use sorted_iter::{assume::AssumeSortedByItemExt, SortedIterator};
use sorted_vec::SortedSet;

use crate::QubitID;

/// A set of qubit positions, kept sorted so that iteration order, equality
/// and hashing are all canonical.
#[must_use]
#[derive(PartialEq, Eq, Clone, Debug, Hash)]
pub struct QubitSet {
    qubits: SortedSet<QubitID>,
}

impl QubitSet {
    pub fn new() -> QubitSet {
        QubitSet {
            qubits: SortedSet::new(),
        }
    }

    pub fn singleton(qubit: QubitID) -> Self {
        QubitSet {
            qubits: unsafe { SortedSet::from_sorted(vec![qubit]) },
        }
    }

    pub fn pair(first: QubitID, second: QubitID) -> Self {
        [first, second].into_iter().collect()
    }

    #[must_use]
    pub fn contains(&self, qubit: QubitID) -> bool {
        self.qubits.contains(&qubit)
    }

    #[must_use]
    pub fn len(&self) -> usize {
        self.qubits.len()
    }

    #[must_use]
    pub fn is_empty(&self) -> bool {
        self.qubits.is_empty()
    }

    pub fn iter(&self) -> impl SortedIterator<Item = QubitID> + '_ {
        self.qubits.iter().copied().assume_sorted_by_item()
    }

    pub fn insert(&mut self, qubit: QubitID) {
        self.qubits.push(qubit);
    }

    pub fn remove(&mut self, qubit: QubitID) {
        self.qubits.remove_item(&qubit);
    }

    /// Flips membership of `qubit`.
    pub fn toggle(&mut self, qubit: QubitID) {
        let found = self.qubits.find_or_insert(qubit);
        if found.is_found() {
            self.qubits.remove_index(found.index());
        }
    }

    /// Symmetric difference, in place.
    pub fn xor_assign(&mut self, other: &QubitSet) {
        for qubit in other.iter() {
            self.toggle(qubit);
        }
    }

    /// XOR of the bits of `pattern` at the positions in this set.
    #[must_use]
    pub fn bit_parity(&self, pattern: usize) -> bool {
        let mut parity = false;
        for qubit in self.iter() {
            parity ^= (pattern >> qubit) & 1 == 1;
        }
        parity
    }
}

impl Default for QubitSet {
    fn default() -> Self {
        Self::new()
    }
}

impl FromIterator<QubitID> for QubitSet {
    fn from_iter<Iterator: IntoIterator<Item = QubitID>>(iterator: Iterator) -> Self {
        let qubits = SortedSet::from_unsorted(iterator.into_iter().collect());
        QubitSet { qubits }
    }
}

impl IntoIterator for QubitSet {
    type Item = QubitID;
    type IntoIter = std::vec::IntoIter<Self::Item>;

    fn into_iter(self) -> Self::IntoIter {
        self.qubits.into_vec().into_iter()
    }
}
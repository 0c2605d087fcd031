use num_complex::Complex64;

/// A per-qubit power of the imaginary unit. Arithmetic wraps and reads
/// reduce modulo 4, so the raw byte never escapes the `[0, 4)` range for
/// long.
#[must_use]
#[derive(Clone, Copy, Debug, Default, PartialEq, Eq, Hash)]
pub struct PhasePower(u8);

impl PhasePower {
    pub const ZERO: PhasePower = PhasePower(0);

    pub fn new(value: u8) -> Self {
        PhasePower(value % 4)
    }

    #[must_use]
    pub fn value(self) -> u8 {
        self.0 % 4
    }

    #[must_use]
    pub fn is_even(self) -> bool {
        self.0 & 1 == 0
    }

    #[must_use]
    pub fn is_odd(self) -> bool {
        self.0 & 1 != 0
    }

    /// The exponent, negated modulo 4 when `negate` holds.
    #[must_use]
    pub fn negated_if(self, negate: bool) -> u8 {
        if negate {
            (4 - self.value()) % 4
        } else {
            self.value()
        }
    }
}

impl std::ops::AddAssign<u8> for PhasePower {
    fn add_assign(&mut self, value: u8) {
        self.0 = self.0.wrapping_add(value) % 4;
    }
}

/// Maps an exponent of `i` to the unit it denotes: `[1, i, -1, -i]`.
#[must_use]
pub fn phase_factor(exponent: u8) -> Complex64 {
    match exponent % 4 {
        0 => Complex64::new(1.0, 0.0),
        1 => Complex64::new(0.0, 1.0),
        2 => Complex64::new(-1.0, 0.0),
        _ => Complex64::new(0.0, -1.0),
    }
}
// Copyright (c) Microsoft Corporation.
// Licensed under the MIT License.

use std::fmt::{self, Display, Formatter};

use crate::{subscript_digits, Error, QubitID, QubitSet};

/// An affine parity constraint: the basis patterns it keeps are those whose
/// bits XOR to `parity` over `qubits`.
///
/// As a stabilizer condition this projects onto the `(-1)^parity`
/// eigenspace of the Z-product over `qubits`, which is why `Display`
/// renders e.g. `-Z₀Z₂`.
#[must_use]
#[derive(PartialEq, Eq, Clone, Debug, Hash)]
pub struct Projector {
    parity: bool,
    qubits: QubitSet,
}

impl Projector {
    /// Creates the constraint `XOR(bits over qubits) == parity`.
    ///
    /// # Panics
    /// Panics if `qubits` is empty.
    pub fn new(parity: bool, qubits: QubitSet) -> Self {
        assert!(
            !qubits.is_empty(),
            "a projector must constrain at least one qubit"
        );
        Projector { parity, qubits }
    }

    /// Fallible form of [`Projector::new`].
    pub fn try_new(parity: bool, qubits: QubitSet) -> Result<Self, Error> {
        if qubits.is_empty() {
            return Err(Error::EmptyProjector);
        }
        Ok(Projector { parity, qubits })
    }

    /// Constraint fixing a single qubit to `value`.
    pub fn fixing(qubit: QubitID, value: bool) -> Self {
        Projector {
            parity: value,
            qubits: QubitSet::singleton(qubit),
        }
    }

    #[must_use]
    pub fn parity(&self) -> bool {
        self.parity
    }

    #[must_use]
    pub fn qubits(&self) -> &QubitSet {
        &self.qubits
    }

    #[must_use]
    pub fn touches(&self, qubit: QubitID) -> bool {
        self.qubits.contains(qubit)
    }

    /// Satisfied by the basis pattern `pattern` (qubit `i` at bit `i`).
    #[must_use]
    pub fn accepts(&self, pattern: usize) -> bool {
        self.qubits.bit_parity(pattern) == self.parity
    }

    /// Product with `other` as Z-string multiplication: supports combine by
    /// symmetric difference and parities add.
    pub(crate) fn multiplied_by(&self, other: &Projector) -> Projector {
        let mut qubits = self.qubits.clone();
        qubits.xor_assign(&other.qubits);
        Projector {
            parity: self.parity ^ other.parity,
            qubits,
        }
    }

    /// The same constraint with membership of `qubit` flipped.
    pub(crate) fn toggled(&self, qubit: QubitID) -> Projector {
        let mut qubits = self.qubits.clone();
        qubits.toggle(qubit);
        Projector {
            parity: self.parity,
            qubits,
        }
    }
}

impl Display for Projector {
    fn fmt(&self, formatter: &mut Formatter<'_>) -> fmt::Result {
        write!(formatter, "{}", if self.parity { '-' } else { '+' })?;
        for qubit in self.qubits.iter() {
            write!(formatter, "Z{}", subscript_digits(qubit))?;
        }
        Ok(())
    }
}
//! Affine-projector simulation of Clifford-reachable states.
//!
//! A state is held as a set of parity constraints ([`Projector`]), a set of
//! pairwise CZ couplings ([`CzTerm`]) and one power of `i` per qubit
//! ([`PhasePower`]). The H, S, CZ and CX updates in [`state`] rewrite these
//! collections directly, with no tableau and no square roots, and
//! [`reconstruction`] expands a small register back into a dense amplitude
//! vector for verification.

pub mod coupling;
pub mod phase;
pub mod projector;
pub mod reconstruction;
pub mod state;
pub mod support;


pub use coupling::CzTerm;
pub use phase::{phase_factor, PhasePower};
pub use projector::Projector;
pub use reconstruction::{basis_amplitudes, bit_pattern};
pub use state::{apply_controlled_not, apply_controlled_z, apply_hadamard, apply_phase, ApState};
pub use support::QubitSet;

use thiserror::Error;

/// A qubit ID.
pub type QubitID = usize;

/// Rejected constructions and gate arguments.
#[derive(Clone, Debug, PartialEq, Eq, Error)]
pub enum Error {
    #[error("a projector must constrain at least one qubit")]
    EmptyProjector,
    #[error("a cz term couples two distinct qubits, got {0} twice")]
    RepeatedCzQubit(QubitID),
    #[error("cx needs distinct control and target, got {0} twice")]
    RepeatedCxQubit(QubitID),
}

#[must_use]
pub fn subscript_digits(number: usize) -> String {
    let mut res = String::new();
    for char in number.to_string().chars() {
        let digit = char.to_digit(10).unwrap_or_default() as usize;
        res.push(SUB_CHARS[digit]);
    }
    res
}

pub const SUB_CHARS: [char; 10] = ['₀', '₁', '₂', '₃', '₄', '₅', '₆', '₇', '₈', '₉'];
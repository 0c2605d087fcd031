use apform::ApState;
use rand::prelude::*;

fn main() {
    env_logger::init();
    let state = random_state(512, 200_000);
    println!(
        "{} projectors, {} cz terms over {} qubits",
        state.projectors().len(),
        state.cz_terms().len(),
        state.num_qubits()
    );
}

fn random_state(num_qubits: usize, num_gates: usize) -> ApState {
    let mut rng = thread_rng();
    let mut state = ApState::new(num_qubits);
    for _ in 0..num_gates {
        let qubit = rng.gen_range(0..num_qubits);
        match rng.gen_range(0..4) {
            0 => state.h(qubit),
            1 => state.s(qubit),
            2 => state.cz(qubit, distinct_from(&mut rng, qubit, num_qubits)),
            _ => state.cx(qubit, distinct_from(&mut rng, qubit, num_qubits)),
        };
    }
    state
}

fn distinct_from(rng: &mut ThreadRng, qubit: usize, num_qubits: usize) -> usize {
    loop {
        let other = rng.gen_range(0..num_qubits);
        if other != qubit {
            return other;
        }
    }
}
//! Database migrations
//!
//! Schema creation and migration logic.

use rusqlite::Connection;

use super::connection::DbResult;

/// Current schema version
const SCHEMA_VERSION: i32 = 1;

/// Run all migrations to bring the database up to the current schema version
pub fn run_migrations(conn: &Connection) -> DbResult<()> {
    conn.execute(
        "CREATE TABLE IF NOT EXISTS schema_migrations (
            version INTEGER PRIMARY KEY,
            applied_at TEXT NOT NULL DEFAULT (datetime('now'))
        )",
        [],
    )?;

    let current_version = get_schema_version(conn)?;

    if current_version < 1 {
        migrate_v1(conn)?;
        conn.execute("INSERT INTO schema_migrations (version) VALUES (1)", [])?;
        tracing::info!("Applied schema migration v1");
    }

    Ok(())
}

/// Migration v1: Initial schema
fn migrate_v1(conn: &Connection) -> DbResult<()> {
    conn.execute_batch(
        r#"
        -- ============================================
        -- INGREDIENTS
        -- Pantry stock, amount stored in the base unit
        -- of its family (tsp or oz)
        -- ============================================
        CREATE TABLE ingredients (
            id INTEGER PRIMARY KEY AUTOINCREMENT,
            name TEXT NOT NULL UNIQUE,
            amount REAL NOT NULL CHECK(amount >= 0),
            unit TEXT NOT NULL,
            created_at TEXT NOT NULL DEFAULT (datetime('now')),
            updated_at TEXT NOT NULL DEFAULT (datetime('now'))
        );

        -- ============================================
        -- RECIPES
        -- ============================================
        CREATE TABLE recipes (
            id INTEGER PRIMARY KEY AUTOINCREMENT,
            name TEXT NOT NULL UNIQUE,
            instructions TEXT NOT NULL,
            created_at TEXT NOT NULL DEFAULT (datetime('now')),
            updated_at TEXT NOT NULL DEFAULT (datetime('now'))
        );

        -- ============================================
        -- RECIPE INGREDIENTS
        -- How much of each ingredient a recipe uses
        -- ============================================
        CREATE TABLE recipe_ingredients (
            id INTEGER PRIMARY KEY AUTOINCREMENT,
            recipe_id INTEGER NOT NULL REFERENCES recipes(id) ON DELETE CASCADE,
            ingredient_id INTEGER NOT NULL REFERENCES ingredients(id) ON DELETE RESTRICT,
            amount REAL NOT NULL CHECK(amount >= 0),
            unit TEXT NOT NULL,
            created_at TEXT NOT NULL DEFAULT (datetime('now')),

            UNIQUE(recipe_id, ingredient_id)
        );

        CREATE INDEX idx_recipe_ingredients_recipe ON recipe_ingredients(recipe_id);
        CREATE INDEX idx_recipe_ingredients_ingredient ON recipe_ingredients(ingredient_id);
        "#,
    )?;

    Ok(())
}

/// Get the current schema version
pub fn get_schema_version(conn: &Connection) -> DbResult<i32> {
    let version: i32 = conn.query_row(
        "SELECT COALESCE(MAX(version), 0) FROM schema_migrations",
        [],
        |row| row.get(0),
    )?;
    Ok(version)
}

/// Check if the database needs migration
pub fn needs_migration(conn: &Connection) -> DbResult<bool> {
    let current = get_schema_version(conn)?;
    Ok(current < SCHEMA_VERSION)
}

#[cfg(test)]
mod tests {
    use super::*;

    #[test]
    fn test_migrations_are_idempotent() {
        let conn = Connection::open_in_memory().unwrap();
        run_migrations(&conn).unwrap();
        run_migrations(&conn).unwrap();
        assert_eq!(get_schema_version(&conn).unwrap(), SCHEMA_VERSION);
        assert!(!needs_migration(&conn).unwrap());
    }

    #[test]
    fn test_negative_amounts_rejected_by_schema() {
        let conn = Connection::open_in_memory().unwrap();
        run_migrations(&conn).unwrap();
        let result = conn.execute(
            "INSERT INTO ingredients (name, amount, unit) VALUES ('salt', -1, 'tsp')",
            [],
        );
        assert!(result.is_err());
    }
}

» **PROBLEM DETAILS**
The answer is each line from the entries above in which the word "number" occurs.

» **SOLUTION**
pub fn subscript_digits(number: usize) -> String {
    for char in number.to_string().chars() {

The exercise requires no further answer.